The BBC article can be found here, for those interested.
Related links/sources:
>>A Human Rights Watch report released on May 8, 2024, details the dramatic rise in the IDF's "unlawful killings of Palestinians" in the West Bank. According to the report:
"Israeli forces in 2023 killed 492 Palestinians, including 120 children, in the West Bank, including East Jerusalem, according to the UN Office for the Coordination of Humanitarian Affairs (OCHA). That figure is more than twice as many as in any other year since the UN began systematically documenting fatalities. About 300 were killed in the nearly three months following the October 7 Hamas-led attacks on Israel, though the increase in killings dates back to 2022. Between January 1 and March 31, 2024, Israeli forces killed 131 Palestinians in the West Bank....
Between October 7, 2023, and March 18, 2024, Israeli forces conducted a monthly average of 640 search-and-arrest and other operations in the West Bank, nearly double the 340 such operations during the first nine months of 2023, according to OCHA. These operations resulted in the killing of 304 Palestinians, out of a total of 409 killed by Israeli forces during this period."
An alarming proportion of the victims, according to the study are unarmed children.

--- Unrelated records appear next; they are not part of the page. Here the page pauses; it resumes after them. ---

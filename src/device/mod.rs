pub mod context;
pub mod manager;
pub mod models;

pub use context::DeviceContext;
pub use manager::FermentorManager;
pub use models::*;


#[derive(Debug, thiserror::Error)]
pub enum DeviceError {
    #[error("Serial communication error: {0}")]
    SerialError(#[from] crate::serial::SerialError),

    #[error("Invalid motor speed: {0}")]
    InvalidMotorSpeed(f64),
}

pub type Result<T> = std::result::Result<T, DeviceError>;
use serde::{Deserialize, Serialize};

/// Serial connection state
#[derive(Debug, Clone, Serialize, Deserialize, PartialEq, Eq, Default)]
pub enum ConnectionState {
    #[default]
    Disconnected,
    Connected { port: String },
}

impl ConnectionState {
    pub fn is_connected(&self) -> bool {
        matches!(self, ConnectionState::Connected { .. })
    }
}

/// Who drives the heater
#[derive(Debug, Clone, Copy, Serialize, Deserialize, PartialEq, Eq, Default)]
pub enum HeaterMode {
    /// Firmware thermostat holds the culture temperature
    Auto,
    /// Manual override, heater forced on
    ManualOn,
    /// Manual override, heater forced off
    #[default]
    ManualOff,
}

/// Last known state of the fermentor.
///
/// Actuator fields reflect what was last *sent*, not a device acknowledgement.
#[derive(Debug, Clone, Serialize, Deserialize, PartialEq, Default)]
pub struct DeviceState {
    pub is_on: bool,
    pub pump_on: bool,
    pub fan_on: bool,
    pub heater_mode: HeaterMode,
    pub motor_speed: f64,
    pub latest_temperature_c: f64,
    pub latest_red_absorbance: f64,
    pub latest_green_absorbance: f64,
}

impl DeviceState {
    pub fn new() -> Self {
        Self::default()
    }

    /// True when the firmware's automatic temperature control is active
    pub fn controlling_temperature(&self) -> bool {
        self.heater_mode == HeaterMode::Auto
    }

    pub fn apply_system_on(&mut self, default_motor_speed: f64) {
        self.is_on = true;
        self.heater_mode = HeaterMode::Auto;
        self.fan_on = true;
        self.pump_on = true;
        self.motor_speed = default_motor_speed;
    }

    pub fn apply_system_off(&mut self) {
        self.is_on = false;
        self.heater_mode = HeaterMode::ManualOff;
        self.fan_on = false;
        self.pump_on = false;
        self.motor_speed = 0.0;
    }
}

#[cfg(test)]
mod tests {
    use super::*;

    #[test]
    fn test_starts_all_off() {
        let state = DeviceState::new();
        assert!(!state.is_on && !state.pump_on && !state.fan_on);
        assert!(!state.controlling_temperature());
        assert_eq!(state.motor_speed, 0.0);
        assert_eq!(state.latest_temperature_c, 0.0);
    }

    #[test]
    fn test_system_on_off() {
        let mut state = DeviceState::new();
        state.apply_system_on(0.95);
        assert!(state.is_on && state.pump_on && state.fan_on);
        assert!(state.controlling_temperature());
        assert_eq!(state.motor_speed, 0.95);

        state.apply_system_off();
        assert!(!state.is_on && !state.pump_on && !state.fan_on);
        assert_eq!(state.heater_mode, HeaterMode::ManualOff);
        assert_eq!(state.motor_speed, 0.0);
    }

    #[test]
    fn test_connection_state() {
        assert!(!ConnectionState::default().is_connected());
        assert!(ConnectionState::Connected { port: "COM3".into() }.is_connected());
    }
}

>>BBC released an investigative on-the-ground report from the West Bank showing some of the violence and intimidation of both Palestinian children and adults in the West Bank. It is called "The Other War - 2024"and can be viewed (for now at least) here on youtube free.
>>Meanwhile, as I write, Israel's newspaper of note, Haaretz, says that 300,000 people have evacuated Rafah ahead of the Israeli invasion there. They are being told to go to Mawasi, a thin and barren strip of coastal land with a few makeshift tents. There is no food or medical help there. Nor is there room for all those fleeing. The Rafah crossing-- vital to humanitarian aid getting in-- has been closed by Israel, as airstrikes and ground operations increase.